Enfin, la possibilité d’exprimer son opinion sur la société et sur une institution, y compris l’établissement duquel la personne relève (article 3.1) est également primordiale afin que les professeures et professeurs, titulaires de la liberté académique, se sentent protégés, cessent de s’autocensurer, et puissent contribuer pleinement à la mission de former des citoyennes et citoyens éclairés qui auront eu le privilège de participer à des débats d’idées au cours de leur parcours collégial. Tel que nous le mentionnons dans l’énoncé de principe sur la liberté académique au collégial : « La diversité des opinions, la circulation des idées et la recherche de la vérité sont en effet des conditions essentielles à l’avancement des connaissances, à l’apprentissage et au progrès de la société. Les connaissances et les idées, même lorsqu’elles sont controversées, doivent pouvoir être exprimées, entendues et débattues ». Cette affirmation est d’autant plus vraie dans l’ère trumpiste de post-vérité et de clivage actuel.     

Madame la ministre, afin de corriger, le plus rapidement possible cette disparité entre les paliers de l’enseignement supérieur, nous vous invitons donc à donner suite à la revendication visant à élargir au réseau collégial la Loi sur la liberté académique dans le milieu universitaire.

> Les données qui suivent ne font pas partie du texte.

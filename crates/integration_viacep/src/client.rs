//! ViaCEP client
//!
//! HTTP client for the ViaCEP postal directory.

use async_trait::async_trait;
use reqwest::Client;
use serde::{Deserialize, Serialize};
use thiserror::Error;
use tracing::{debug, instrument, warn};

use crate::models::Address;

/// ViaCEP client errors
#[derive(Debug, Error)]
pub enum ViaCepError {
    /// HTTP client could not be initialized
    #[error("Connection failed: {0}")]
    ConnectionFailed(String),

    /// Request to the directory failed (network or non-success status)
    #[error("Request failed: {0}")]
    RequestFailed(String),

    /// Failed to parse response from the directory
    #[error("Parse error: {0}")]
    ParseError(String),

    /// Directory answered but has no locality for the postal code
    #[error("Postal code not found: {0}")]
    NotFound(String),

    /// Service is temporarily unavailable
    #[error("Service unavailable: {0}")]
    ServiceUnavailable(String),
}

/// ViaCEP client configuration
#[derive(Debug, Clone, Serialize, Deserialize)]
pub struct ViaCepConfig {
    /// ViaCEP API base URL (default: <https://viacep.com.br/ws>)
    #[serde(default = "default_base_url")]
    pub base_url: String,

    /// Request timeout in seconds (default: 30)
    #[serde(default = "default_timeout")]
    pub timeout_secs: u64,
}

fn default_base_url() -> String {
    "https://viacep.com.br/ws".to_string()
}

const fn default_timeout() -> u64 {
    30
}

impl Default for ViaCepConfig {
    fn default() -> Self {
        Self {
            base_url: default_base_url(),
            timeout_secs: default_timeout(),
        }
    }
}

/// Postal directory client trait
#[async_trait]
pub trait PostalDirectoryClient: Send + Sync {
    /// Fetch the address record for a normalized postal code
    async fn lookup(&self, postal_code: &str) -> Result<Address, ViaCepError>;

    /// Fetch only the locality (city) for a normalized postal code
    ///
    /// An empty or absent locality is `ViaCepError::NotFound`.
    async fn locality(&self, postal_code: &str) -> Result<String, ViaCepError> {
        let address = self.lookup(postal_code).await?;
        address
            .locality()
            .map(str::to_string)
            .ok_or_else(|| ViaCepError::NotFound(postal_code.to_string()))
    }
}

/// ViaCEP HTTP client implementation
#[derive(Debug, Clone)]
pub struct ViaCepClient {
    client: Client,
    config: ViaCepConfig,
}

impl ViaCepClient {
    /// Create a new ViaCEP client with the given configuration
    ///
    /// # Errors
    ///
    /// Returns an error if the HTTP client cannot be initialized.
    pub fn new(config: ViaCepConfig) -> Result<Self, ViaCepError> {
        let client = Client::builder()
            .timeout(std::time::Duration::from_secs(config.timeout_secs))
            .build()
            .map_err(|e| ViaCepError::ConnectionFailed(e.to_string()))?;

        Ok(Self { client, config })
    }

    /// Create a new client with default configuration
    ///
    /// # Errors
    ///
    /// Returns an error if the HTTP client cannot be initialized.
    pub fn with_defaults() -> Result<Self, ViaCepError> {
        Self::new(ViaCepConfig::default())
    }

    /// Build the lookup URL: `<base>/<postal-code>/json/`
    fn build_lookup_url(&self, postal_code: &str) -> String {
        format!(
            "{}/{}/json/",
            self.config.base_url.trim_end_matches('/'),
            postal_code
        )
    }
}

#[async_trait]
impl PostalDirectoryClient for ViaCepClient {
    #[instrument(skip(self))]
    async fn lookup(&self, postal_code: &str) -> Result<Address, ViaCepError> {
        let url = self.build_lookup_url(postal_code);
        debug!(url = %url, "Looking up postal code");

        let response = self
            .client
            .get(&url)
            .send()
            .await
            .map_err(|e| ViaCepError::RequestFailed(e.to_string()))?;

        let status = response.status();
        if !status.is_success() {
            let body = response.text().await.unwrap_or_default();
            warn!(%status, body = %body, "ViaCEP returned non-success status");
            if status.is_server_error() {
                return Err(ViaCepError::ServiceUnavailable(format!("HTTP {status}")));
            }
            return Err(ViaCepError::RequestFailed(format!("HTTP {status}")));
        }

        response
            .json::<Address>()
            .await
            .map_err(|e| ViaCepError::ParseError(e.to_string()))
    }
}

Alors que les appuis à cette proposition se multiplient, n’attendons pas la prochaine crise pour mettre en place des outils permettant à toute la communauté collégiale de faire vivre l’apprentissage et le savoir dans un espace serein, propice à la réussite de la population étudiante.

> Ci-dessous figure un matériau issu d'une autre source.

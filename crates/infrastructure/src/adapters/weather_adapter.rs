//! Weather adapter - Implements WeatherPort using integration_weather

use std::sync::Arc;

use application::{RequestContext, WeatherLookupError, WeatherPort};
use async_trait::async_trait;
use domain::{City, Temperature};
use integration_weather::{WeatherApiClient, WeatherClient, WeatherConfig, WeatherError};
use tracing::{debug, instrument};

/// Adapter for current temperature lookups against WeatherAPI
#[derive(Clone)]
pub struct WeatherAdapter {
    client: Arc<dyn WeatherClient>,
}

impl std::fmt::Debug for WeatherAdapter {
    fn fmt(&self, f: &mut std::fmt::Formatter<'_>) -> std::fmt::Result {
        f.debug_struct("WeatherAdapter")
            .field("client", &"<WeatherClient>")
            .finish()
    }
}

impl WeatherAdapter {
    /// Create with custom configuration
    ///
    /// # Errors
    ///
    /// Returns an error if the HTTP client fails to initialize. A missing
    /// API key is not an error here.
    pub fn with_config(config: WeatherConfig) -> Result<Self, WeatherError> {
        Ok(Self::from_client(Arc::new(WeatherApiClient::new(config)?)))
    }

    /// Wrap an existing weather client
    pub fn from_client(client: Arc<dyn WeatherClient>) -> Self {
        Self { client }
    }

    /// Map integration weather error to the port's error
    fn map_error(err: WeatherError) -> WeatherLookupError {
        match err {
            WeatherError::MissingApiKey => WeatherLookupError::ConfigMissing,
            other @ (WeatherError::ConnectionFailed(_)
            | WeatherError::RequestFailed(_)
            | WeatherError::Api { .. }
            | WeatherError::ParseError(_)
            | WeatherError::ServiceUnavailable(_)
            | WeatherError::RateLimitExceeded) => WeatherLookupError::Upstream(other.to_string()),
        }
    }
}

#[async_trait]
impl WeatherPort for WeatherAdapter {
    #[instrument(skip(self, ctx), fields(request_id = %ctx.request_id(), city = %city))]
    async fn current_temperature(
        &self,
        ctx: &RequestContext,
        city: &City,
    ) -> Result<Temperature, WeatherLookupError> {
        let celsius = self
            .client
            .current_temp_c(city.as_str())
            .await
            .map_err(Self::map_error)?;

        debug!(temp_c = celsius, "Weather lookup succeeded");
        Ok(Temperature::from_celsius(celsius))
    }
}

#[cfg(test)]
mod tests {
    use super::*;

    struct StubClient(fn(&str) -> Result<f64, WeatherError>);

    #[async_trait]
    impl WeatherClient for StubClient {
        async fn current_temp_c(&self, location: &str) -> Result<f64, WeatherError> {
            (self.0)(location)
        }
    }

    fn adapter(f: fn(&str) -> Result<f64, WeatherError>) -> WeatherAdapter {
        WeatherAdapter::from_client(Arc::new(StubClient(f)))
    }

    #[tokio::test]
    async fn returns_temperature_for_city() {
        let adapter = adapter(|city| {
            assert_eq!(city, "Belo Horizonte");
            Ok(24.0)
        });
        let temp = adapter
            .current_temperature(&RequestContext::new(), &City::new("Belo Horizonte").unwrap())
            .await
            .unwrap();
        assert!((temp.celsius() - 24.0).abs() < f64::EPSILON);
    }

    #[tokio::test]
    async fn missing_key_is_config_missing() {
        let adapter = adapter(|_| Err(WeatherError::MissingApiKey));
        let err = adapter
            .current_temperature(&RequestContext::new(), &City::new("Natal").unwrap())
            .await
            .unwrap_err();
        assert_eq!(err, WeatherLookupError::ConfigMissing);
    }

    #[test]
    fn map_error_variants() {
        assert!(matches!(
            WeatherAdapter::map_error(WeatherError::RateLimitExceeded),
            WeatherLookupError::Upstream(_)
        ));
        assert!(matches!(
            WeatherAdapter::map_error(WeatherError::Api {
                code: 1006,
                message: "No matching location found.".to_string()
            }),
            WeatherLookupError::Upstream(ref msg) if msg.contains("1006")
        ));
        assert!(matches!(
            WeatherAdapter::map_error(WeatherError::ParseError("eof".to_string())),
            WeatherLookupError::Upstream(_)
        ));
    }

    #[test]
    fn debug_impl() {
        let adapter = WeatherAdapter::with_config(WeatherConfig::default()).unwrap();
        assert!(format!("{adapter:?}").contains("WeatherAdapter"));
    }
}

[1] Tout un matin, « Je ne reculerai pas », affirme la ministre Déry au sujet des compressions au collégial, Radio-Canada, août 2025, (à partir de 7 minutes 50 secondes).
[2]FEC-CSQ, Pour une meilleure reconnaissance de la liberté académique au collégial, novembre 2024.
[3] Commission scientifique et technique indépendante sur la reconnaissance de la liberté académique dans le milieu universitaire, Reconnaître, protéger et promouvoir la liberté universitaire, décembre 2021, p.61.
[4] Conseil supérieur de l’éducation, Mémoire sur la liberté académique en enseignement supérieur, juin 2021.
[5] Ministère de l’enseignement supérieur, Enquête administrative sur la gestion des situations impliquant des comportements pouvant raisonnablement faire craindre pour la santé physique ou psychologique des étudiants, juin 2025, p. 49.
[6]FEC-CSQ, Liberté académique : la FEC-CSQ demande l'extension des dispositions législatives aux cégeps - Fédération de l’enseignement collégial (FEC-CSQ), juin 2024.